> [Prompt] Determine the number of lines in the data that contain "registered", and write only that number.

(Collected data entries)
══════
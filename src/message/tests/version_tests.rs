//! Unit tests for version string conversions.

use crate::message::domain::{major_version, segments_to_version, version_to_segments};
use rstest::rstest;

#[rstest]
#[case("5.0", vec![5, 0])]
#[case("5.0.dev", vec![5, 0])]
#[case("2.7.6", vec![2, 7, 6])]
#[case("3.rc1.4", vec![3, 4])]
#[case("dev", vec![])]
#[case("", vec![])]
fn version_to_segments_drops_non_numeric_parts(#[case] version: &str, #[case] expected: Vec<i64>) {
    assert_eq!(version_to_segments(version), expected);
}

#[rstest]
#[case("5.0.dev", "5.0")]
#[case("4.1", "4.1")]
#[case("1.a.2.b", "1.2")]
#[case("x.y", "")]
fn round_trip_removes_non_numeric_segments(#[case] version: &str, #[case] expected: &str) {
    assert_eq!(segments_to_version(&version_to_segments(version)), expected);
}

#[rstest]
fn segments_to_version_joins_with_dots() {
    assert_eq!(segments_to_version(&[3, 10, 2]), "3.10.2");
    assert_eq!(segments_to_version(&[]), "");
}

#[rstest]
#[case("5.0", Some(5))]
#[case("4", Some(4))]
#[case("5.x", Some(5))]
#[case("five.0", None)]
#[case("", None)]
fn major_version_reads_leading_segment(#[case] version: &str, #[case] expected: Option<u32>) {
    assert_eq!(major_version(version), expected);
}
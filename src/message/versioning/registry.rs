//! Adapter registry keyed by (source, target) major version.
//!
//! The registry selects the adapter for a message from the version its
//! header declares and the version the receiving peer speaks. Pairs with
//! no registered adapter, including same-version pairs, pass through.

use super::AdaptConfig;
use crate::message::{
    adapters::{IdentifierTokenResolver, V4ToV5Adapter, V5ToV4Adapter},
    domain::{Header, Message, major_version},
    error::{AdaptError, AdaptResult},
    ports::{MessageAdapter, TokenResolver},
};
use once_cell::sync::Lazy;
use serde_json::Value;
use std::collections::HashMap;
use std::sync::Arc;
use tracing::debug;

static DEFAULT_REGISTRY: Lazy<AdapterRegistry> = Lazy::new(AdapterRegistry::new);

/// Registry of message adapters keyed by `(from, to)` major version.
///
/// Build it once at start-up; it is immutable afterwards and can be
/// shared across threads without locking.
///
/// # Examples
///
/// ```
/// use msgspec_adapter::message::domain::{Header, Message};
/// use msgspec_adapter::message::versioning::AdapterRegistry;
/// use serde_json::json;
///
/// let registry = AdapterRegistry::new();
/// let content = json!({"prompt": "> ", "password": true});
/// let message = Message::new(
///     Header::new("input_request").with_version("5.0"),
///     content.as_object().cloned().unwrap_or_default(),
/// );
///
/// let adapted = registry.adapt(message, 4).expect("should adapt");
/// assert!(adapted.content().get("password").is_none());
/// ```
#[derive(Default)]
pub struct AdapterRegistry {
    adapters: HashMap<(u32, u32), Box<dyn MessageAdapter>>,
    config: AdaptConfig,
}

impl AdapterRegistry {
    /// Creates a registry with the protocol 4/5 adapters in both directions.
    #[must_use]
    pub fn new() -> Self {
        Self::with_token_resolver(Arc::new(IdentifierTokenResolver::new()))
    }

    /// Creates the default registry, resolving inspection targets with the
    /// given token resolver.
    #[must_use]
    pub fn with_token_resolver(resolver: Arc<dyn TokenResolver>) -> Self {
        let mut registry = Self::empty();
        registry.register(5, 4, Box::new(V5ToV4Adapter::with_resolver(resolver)));
        registry.register(4, 5, Box::new(V4ToV5Adapter::default()));
        registry
    }

    /// Creates an empty registry.
    #[must_use]
    pub fn empty() -> Self {
        Self::default()
    }

    /// Applies version settings.
    #[must_use]
    pub fn with_config(mut self, config: AdaptConfig) -> Self {
        self.config = config;
        self
    }

    /// Returns the version settings.
    #[must_use]
    pub const fn config(&self) -> &AdaptConfig {
        &self.config
    }

    /// Registers an adapter for a version pair.
    ///
    /// If an adapter is already registered for the pair, it is replaced.
    pub fn register(
        &mut self,
        from_version: u32,
        to_version: u32,
        adapter: Box<dyn MessageAdapter>,
    ) {
        self.adapters.insert((from_version, to_version), adapter);
    }

    /// Returns `true` if an adapter is registered for the version pair.
    #[must_use]
    pub fn has_adapter(&self, from_version: u32, to_version: u32) -> bool {
        self.adapters.contains_key(&(from_version, to_version))
    }

    /// Returns the adapter registered for the version pair.
    #[must_use]
    pub fn get(&self, from_version: u32, to_version: u32) -> Option<&dyn MessageAdapter> {
        self.adapters
            .get(&(from_version, to_version))
            .map(|adapter| adapter.as_ref())
    }

    /// Returns the major version a header was sent with.
    ///
    /// Headers without a `version` key predate protocol 5 and are assumed
    /// to be at the configured legacy version.
    ///
    /// # Errors
    ///
    /// Returns `AdaptError::InvalidVersion` if the leading segment of the
    /// declared version is not an integer.
    pub fn source_major_version(&self, header: &Header) -> AdaptResult<u32> {
        self.declared_major(header.version())
    }

    /// Adapts a message to the target major version.
    ///
    /// # Errors
    ///
    /// - Returns `AdaptError::InvalidVersion` if the header declares an
    ///   unparseable version.
    /// - Propagates any error raised by the selected adapter.
    pub fn adapt(&self, message: Message, to_version: u32) -> AdaptResult<Message> {
        let from_version = self.source_major_version(message.header())?;
        match self.get(from_version, to_version) {
            Some(adapter) => adapter.adapt(message),
            None => {
                debug!(from_version, to_version, "no adapter registered, passing through");
                Ok(message)
            }
        }
    }

    /// Adapts a message to the configured target major version.
    ///
    /// # Errors
    ///
    /// See [`AdapterRegistry::adapt`].
    pub fn adapt_to_default(&self, message: Message) -> AdaptResult<Message> {
        self.adapt(message, self.config.target_major)
    }

    /// Adapts a message in JSON wire form to the target major version.
    ///
    /// When no adapter applies the value is returned exactly as given,
    /// without being decoded.
    ///
    /// # Errors
    ///
    /// - Returns `AdaptError::InvalidVersion` if the header declares an
    ///   unparseable version.
    /// - Returns `AdaptError::MalformedMessage` if an adapter applies but
    ///   the value is not a well-formed message.
    /// - Propagates any error raised by the selected adapter.
    pub fn adapt_value(&self, value: Value, to_version: u32) -> AdaptResult<Value> {
        let declared = match value.get("header").and_then(|header| header.get("version")) {
            None | Some(Value::Null) => None,
            Some(Value::String(version)) => Some(version.as_str()),
            Some(other) => return Err(AdaptError::InvalidVersion(other.to_string())),
        };
        let from_version = self.declared_major(declared)?;

        let Some(adapter) = self.get(from_version, to_version) else {
            debug!(from_version, to_version, "no adapter registered, passing through");
            return Ok(value);
        };
        adapter.adapt(Message::from_value(value)?)?.into_value()
    }

    fn declared_major(&self, version: Option<&str>) -> AdaptResult<u32> {
        match version {
            None => Ok(self.config.legacy_major),
            Some(declared) => major_version(declared)
                .ok_or_else(|| AdaptError::InvalidVersion(declared.to_owned())),
        }
    }
}

impl std::fmt::Debug for AdapterRegistry {
    fn fmt(&self, f: &mut std::fmt::Formatter<'_>) -> std::fmt::Result {
        let mut pairs: Vec<&(u32, u32)> = self.adapters.keys().collect();
        pairs.sort_unstable();
        f.debug_struct("AdapterRegistry")
            .field("pairs", &pairs)
            .field("config", &self.config)
            .finish()
    }
}

/// Returns the process-wide registry, built on first use.
#[must_use]
pub fn default_registry() -> &'static AdapterRegistry {
    &DEFAULT_REGISTRY
}

/// Adapts a message to the target major version using the default registry.
///
/// # Errors
///
/// See [`AdapterRegistry::adapt`].
///
/// # Examples
///
/// ```
/// use msgspec_adapter::message::domain::Message;
/// use msgspec_adapter::message::versioning::adapt;
/// use serde_json::json;
///
/// let message = Message::from_value(json!({
///     "header": {"msg_type": "pyout"},
///     "content": {"data": {}},
///     "metadata": {}
/// }))
/// .expect("valid message");
///
/// let adapted = adapt(message, 5).expect("should adapt");
/// assert_eq!(adapted.msg_type(), "execute_result");
/// ```
pub fn adapt(message: Message, to_version: u32) -> AdaptResult<Message> {
    DEFAULT_REGISTRY.adapt(message, to_version)
}

/// Adapts a JSON wire message using the default registry.
///
/// # Errors
///
/// See [`AdapterRegistry::adapt_value`].
pub fn adapt_value(value: Value, to_version: u32) -> AdaptResult<Value> {
    DEFAULT_REGISTRY.adapt_value(value, to_version)
}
══════
> [Response to the exercise] 6